Moldado no forno

"Quando nasci, não fui para a incubadora. Me botaram direto num forno de cozinha", ri Silvio, de voz grossa e jeito bonachão. Hoje, ele é dono de uma das principais fábricas de equipamento de cozinha profissional, mas já foi ajudante em açougue, bancário e office-boy, sua primeira função na Berta.

O Estado de S.Paulo

19 de junho de 2014 | 02h08

A empresa, fundada em 1932, era familiar e o primeiro funcionário da Berta foi o pai dele, Silvino Castelhano. Na época, era uma loja de fogões a lenha, carvão, querosene, óleo.
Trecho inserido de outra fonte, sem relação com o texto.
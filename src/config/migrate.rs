//! Keep an existing configuration file in step with the current `Config`.
//!
//! Keys added in newer versions are reported by `missing_keys` and written
//! with their default values by `fill_missing_keys`. Existing values and
//! unknown keys are never touched.

use super::Config;
use crate::errors::{AppError, AppResult};
use serde_yaml::{Mapping, Value};
use std::fs;
use std::path::Path;

fn defaults_as_mapping() -> AppResult<Mapping> {
    match serde_yaml::to_value(Config::default())? {
        Value::Mapping(m) => Ok(m),
        _ => Err(AppError::Config("default config is not a mapping".into())),
    }
}

fn read_mapping(path: &Path) -> AppResult<Mapping> {
    let content = fs::read_to_string(path).map_err(|_| AppError::ConfigLoad)?;
    match serde_yaml::from_str::<Value>(&content)? {
        Value::Mapping(m) => Ok(m),
        Value::Null => Ok(Mapping::new()),
        _ => Err(AppError::Config(format!(
            "{} does not contain a YAML mapping",
            path.display()
        ))),
    }
}

/// Walk `defaults` and insert whatever `current` lacks; returns dotted key names.
fn merge_missing(current: &mut Mapping, defaults: &Mapping, prefix: &str) -> Vec<String> {
    let mut added = Vec::new();

    for (key, default_value) in defaults {
        let name = match key.as_str() {
            Some(k) if prefix.is_empty() => k.to_string(),
            Some(k) => format!("{prefix}.{k}"),
            None => continue,
        };

        match current.get_mut(key) {
            None => {
                current.insert(key.clone(), default_value.clone());
                added.push(name);
            }
            Some(Value::Mapping(nested)) => {
                if let Value::Mapping(nested_defaults) = default_value {
                    added.extend(merge_missing(nested, nested_defaults, &name));
                }
            }
            Some(_) => {}
        }
    }

    added
}

pub fn missing_keys(path: &Path) -> AppResult<Vec<String>> {
    let mut current = read_mapping(path)?;
    Ok(merge_missing(&mut current, &defaults_as_mapping()?, ""))
}

/// Add missing keys to the file. Returns the keys that were written.
pub fn fill_missing_keys(path: &Path) -> AppResult<Vec<String>> {
    let mut current = read_mapping(path)?;
    let added = merge_missing(&mut current, &defaults_as_mapping()?, "");

    if !added.is_empty() {
        let serialized = serde_yaml::to_string(&Value::Mapping(current))?;
        fs::write(path, serialized).map_err(|_| AppError::ConfigSave)?;
    }

    Ok(added)
}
Ainda não havia fogão a gás no Brasil (só depois da 2ª Guerra ele passou a chegar em cilindros da Itália). Mais tarde a Berta começaria a fabricar fogões.

Em 1975, Silvio, com 18 anos, depois de perder o pai, entrou na Berta como contínuo, foi faturista, operário, vendedor e nove anos depois, em 1984, virou sócio.

"Gostava de vender. O dono emprestou uma Kombi e no primeiro mês, vendi mais que os dois que já estavam lá", conta Silvio. Em 1996, ele comprou a parte que faltava da Berta e virou único dono, hoje ajudado pelos filhos.